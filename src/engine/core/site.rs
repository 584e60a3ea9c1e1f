// ABOUTME: Per-site data model - soil profile, daily state, weather, temperature grid, Markov tables
// ABOUTME: Every field that crosses a day boundary (or a call boundary) lives here, never in a static

/// Upper bound on the number of hydrological soil layers a profile may carry.
pub const MAX_LAYERS: usize = 25;

/// Plant functional types the engine distributes evaporative demand and roots across.
#[derive(Copy, Clone, Debug, PartialEq, Eq, Hash)]
pub enum Pft {
    Grass,
    Shrub,
    Tree,
    Forb,
}

pub const PFT_COUNT: usize = 4;

impl Pft {
    pub fn all() -> [Pft; PFT_COUNT] {
        [Pft::Grass, Pft::Shrub, Pft::Tree, Pft::Forb]
    }

    pub fn index(self) -> usize {
        match self {
            Pft::Grass => 0,
            Pft::Shrub => 1,
            Pft::Tree => 2,
            Pft::Forb => 3,
        }
    }
}

/// Per-PFT coefficients fixed at init: leaf-area shading parameter, root distribution,
/// transpiration-withdrawal weighting, and the critical SWP beyond which that PFT treats
/// water as unavailable (used for the plant-available-water metric, not the core flux math).
#[derive(Clone, Debug, PartialEq)]
pub struct PftLayerParams {
    pub transp_coeff: f64,
    pub root_fraction: f64,
    pub swp_crit_bar: f64,
}

impl Default for PftLayerParams {
    fn default() -> Self {
        Self {
            transp_coeff: 0.0,
            root_fraction: 0.0,
            swp_crit_bar: -30.0,
        }
    }
}

/// Per-PFT physiological parameters that don't vary by layer: light extinction for
/// Es/T partitioning, the shade-factor curve for transpiration, and the four interception
/// shape coefficients for that PFT's canopy pool.
#[derive(Clone, Debug, PartialEq)]
pub struct PftPhysiology {
    pub lai_param: f64,
    pub es_param_limit: f64,
    pub shade_scale: f64,
    pub shade_deadmax: f64,
    pub shade_xinflex: f64,
    pub shade_yinflex: f64,
    pub shade_range: f64,
    pub shade_slope: f64,
    pub intercept_a: f64,
    pub intercept_b: f64,
    pub intercept_c: f64,
    pub intercept_d: f64,
}

/// Site-wide physics tuning constants that are neither per-layer nor per-PFT: the
/// watrate sigmoid shape, unsaturated-percolation drainage parameters, hydraulic
/// redistribution conductance, thermal conductivity/heat-capacity coefficients, and the
/// T1 surface-temperature rule's breakpoints. Grouped here because they're fixed at
/// config time and shared across every day's pipeline invocation.
#[derive(Clone, Debug, PartialEq)]
pub struct PhysicsParams {
    pub watrate_shift: f64,
    pub watrate_shape: f64,
    pub watrate_inflec: f64,
    pub watrate_range: f64,
    pub sdrainpar: f64,
    pub sdraindpth: f64,
    pub hydred_max_cond_root: f64,
    pub hydred_swp50: f64,
    pub hydred_shape_cond: f64,
    pub cs_param1: f64,
    pub cs_param2: f64,
    pub sh_param: f64,
    pub t1_param1: f64,
    pub t1_param2: f64,
    pub t1_param3: f64,
    pub bm_limiter: f64,
    pub litter_intercept_a: f64,
    pub litter_intercept_b: f64,
    pub litter_intercept_c: f64,
    pub litter_intercept_d: f64,
}

/// One hydrological soil layer. Depth-ordered; index 0 is the surface layer.
#[derive(Clone, Debug, PartialEq)]
pub struct Layer {
    pub width_cm: f64,
    pub bulk_density_g_cm3: f64,
    pub gravel_fraction: f64,
    pub swc_fc: f64,
    pub swc_wp: f64,
    pub swc_min: f64,
    pub swc_sat: f64,
    /// Matric potential (bar, negative) at field capacity and wilting point; used to fit
    /// the Campbell (1974) power-law retention curve this engine uses for SWC -> SWP.
    pub swp_fc_bar: f64,
    pub swp_wp_bar: f64,
    pub impermeability: f64,
    pub evap_coeff: f64,
    pub transp_region: usize,
    pub pft: [PftLayerParams; PFT_COUNT],
}

impl Layer {
    /// Campbell (1974) power-law retention: SWP = swp_fc * (swc_fc / swc)^b, with the
    /// exponent b fit from the (fc, wp) pair supplied in configuration. The original
    /// pedotransfer function (`SWCbulk2SWPmatric`, SW_Site.c) is not part of the retrieved
    /// source; this closed-form substitute is documented in DESIGN.md.
    pub fn swp_bar(&self, swc: f64) -> f64 {
        let swc = swc.max(1e-6);
        let b = (self.swp_wp_bar / self.swp_fc_bar).ln() / (self.swc_fc / self.swc_wp).ln();
        self.swp_fc_bar * (self.swc_fc / swc).powf(b)
    }

    pub fn pft_params(&self, pft: Pft) -> &PftLayerParams {
        &self.pft[pft.index()]
    }
}

/// Ordered stack of soil layers plus the count of distinct transpiration regions they
/// are grouped into (a contiguous band over which a weighted SWP governs transpiration
/// stress; shared across PFTs, matching `transp_rgn` in the original source).
#[derive(Clone, Debug, PartialEq)]
pub struct SoilProfile {
    pub layers: Vec<Layer>,
    pub n_transp_regions: usize,
}

impl SoilProfile {
    pub fn n_layers(&self) -> usize {
        self.layers.len()
    }

    pub fn total_depth_cm(&self) -> f64 {
        self.layers.iter().map(|l| l.width_cm).sum()
    }

    pub fn layers_in_region(&self, region: usize) -> impl Iterator<Item = (usize, &Layer)> {
        self.layers
            .iter()
            .enumerate()
            .filter(move |(_, l)| l.transp_region == region)
    }
}

/// Daily hydrological + thermal state, mutated in place by the pipeline.
#[derive(Clone, Debug, PartialEq)]
pub struct DailyState {
    pub swc: Vec<f64>,
    pub frozen: Vec<bool>,
    /// Previous day's per-layer soil temperature (deg C); the only temperature state
    /// that crosses a day boundary on the hydrological grid.
    pub t_soil: Vec<f64>,
    pub standing_water_cm: f64,
    pub swe_cm: f64,
    pub snow_depth_cm: f64,
    pub t_surface_yesterday: f64,
    pub t_surface_today: f64,
    pub aet_cm: f64,
    pub pet_cm: f64,
}

impl DailyState {
    pub fn new(n_layers: usize, initial_t_soil: f64) -> Self {
        Self {
            swc: vec![0.0; n_layers],
            frozen: vec![false; n_layers],
            t_soil: vec![initial_t_soil; n_layers],
            standing_water_cm: 0.0,
            swe_cm: 0.0,
            snow_depth_cm: 0.0,
            t_surface_yesterday: initial_t_soil,
            t_surface_today: initial_t_soil,
            aet_cm: 0.0,
            pet_cm: 0.0,
        }
    }
}

/// Today's (and, where needed, yesterday's) weather drivers plus the fixed site
/// description PET depends on.
#[derive(Clone, Debug, PartialEq)]
pub struct WeatherState {
    pub tmax_today: f64,
    pub tmin_today: f64,
    pub tmax_yesterday: f64,
    pub tmin_yesterday: f64,
    pub rain_cm: f64,
    pub snow_cm: f64,
    /// Monthly climate normals, indexed 0..12 (January = 0).
    pub cloud_cover_pct: [f64; 12],
    pub humidity_pct: [f64; 12],
    pub wind_speed_m_s: [f64; 12],
    pub transmission_coeff: [f64; 12],
    pub latitude_rad: f64,
    pub elevation_m: f64,
    pub slope_deg: f64,
    pub aspect_deg: f64,
    pub albedo: f64,
}

impl WeatherState {
    pub fn tavg_today(&self) -> f64 {
        (self.tmax_today + self.tmin_today) / 2.0
    }
}

/// Mapping matrix entry: overlap width [cm] between a uniform temperature-grid band and
/// a hydrological soil layer. A negative value in the final column encodes "extrapolate
/// from the deepest soil layer" (see `SoilTemperatureEngine` grid construction).
pub type OverlapMatrix = Vec<Vec<f64>>;

/// The uniform-depth regression grid the finite-difference heat solver runs on, plus the
/// state that must survive across days and across calls (the "first call" init latch
/// lives here, as a field, never as a module-static - see DESIGN.md).
#[derive(Clone, Debug, PartialEq)]
pub struct TempGrid {
    pub delta_x_cm: f64,
    pub max_depth_cm: f64,
    pub n_rgr: usize,
    /// Overlap matrix, (n_rgr + 2) rows by (n_layers + 1) columns.
    pub overlap: OverlapMatrix,
    /// Grid temperatures including the two boundary slots (index 0 = surface, last = constant).
    pub t_grid: Vec<f64>,
    pub fc_r: Vec<f64>,
    pub wp_r: Vec<f64>,
    pub bulk_density_r: Vec<f64>,
    pub initialized: bool,
}

impl TempGrid {
    pub fn new(delta_x_cm: f64, max_depth_cm: f64) -> Self {
        let n_rgr = (max_depth_cm / delta_x_cm).round() as usize;
        Self {
            delta_x_cm,
            max_depth_cm,
            n_rgr,
            overlap: Vec::new(),
            t_grid: vec![0.0; n_rgr + 2],
            fc_r: vec![0.0; n_rgr],
            wp_r: vec![0.0; n_rgr],
            bulk_density_r: vec![0.0; n_rgr],
            initialized: false,
        }
    }
}

/// Fusion-pool bookkeeping for the (currently inactive) freeze/thaw energy correction.
/// Kept as a field-complete struct so enabling the correction later is additive.
#[derive(Clone, Debug, PartialEq, Default)]
pub struct FusionPool {
    pub old_s_fusion_pool_actual: Vec<f64>,
    pub initialized: bool,
}

impl FusionPool {
    pub fn new(n_layers: usize) -> Self {
        Self {
            old_s_fusion_pool_actual: vec![0.0; n_layers],
            initialized: false,
        }
    }

    /// Freeze/thaw latent-heat correction to `t_soil`, applied after the heat-equation
    /// step projects grid temperatures back to the soil layers. Documented no-op: always
    /// returns `false` and never mutates `t_soil` or `old_s_fusion_pool_actual` - see
    /// DESIGN.md. Enabling the correction later only needs a body here.
    pub fn adjust(&mut self, _t_soil: &mut [f64], _frozen: &[bool]) -> bool {
        false
    }
}

/// Per-day-of-year and per-week-of-year parameters for the first-order wet/dry chain
/// and the bivariate-normal max/min temperature model.
#[derive(Clone, Debug, PartialEq)]
pub struct MarkovTables {
    pub p_wet_given_wet: [f64; 366],
    pub p_wet_given_dry: [f64; 366],
    pub mu_ppt: [f64; 366],
    pub sigma_ppt: [f64; 366],
    pub mu_max: [f64; 52],
    pub mu_min: [f64; 52],
    pub sigma2_max: [f64; 52],
    pub sigma2_min: [f64; 52],
    pub sigma_max_min: [f64; 52],
    pub cf_max_wet: [f64; 52],
    pub cf_min_wet: [f64; 52],
    pub cf_max_dry: [f64; 52],
    pub cf_min_dry: [f64; 52],
}

impl Default for MarkovTables {
    fn default() -> Self {
        Self {
            p_wet_given_wet: [0.0; 366],
            p_wet_given_dry: [0.0; 366],
            mu_ppt: [0.0; 366],
            sigma_ppt: [0.0; 366],
            mu_max: [0.0; 52],
            mu_min: [0.0; 52],
            sigma2_max: [0.0; 52],
            sigma2_min: [0.0; 52],
            sigma_max_min: [0.0; 52],
            cf_max_wet: [0.0; 52],
            cf_min_wet: [0.0; 52],
            cf_max_dry: [0.0; 52],
            cf_min_dry: [0.0; 52],
        }
    }
}

/// Everything owned by a single site: the static profile/grid geometry plus all state
/// that persists across days. Never shared behind a global; a driver runs independent
/// sites by giving each its own `SiteState`.
#[derive(Clone, Debug, PartialEq)]
pub struct SiteState {
    pub profile: SoilProfile,
    pub daily: DailyState,
    pub weather: WeatherState,
    pub temp_grid: TempGrid,
    pub fusion: FusionPool,
    pub markov: MarkovTables,
    pub markov_rng_seed: u64,
    pub status: crate::engine::core::error::SiteStatus,
    pub t_const_c: f64,
    pub physics: PhysicsParams,
    pub pft_physiology: [PftPhysiology; PFT_COUNT],
}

● ● ● ● ●

* WHAT TO PRODUCE:
Return all lines in the entries above that carry the word "days".

* EXERCISE SOLUTION:
/// state that must survive across days and across calls (the "first call" init latch
/// that persists across days. Never shared behind a global; a driver runs independent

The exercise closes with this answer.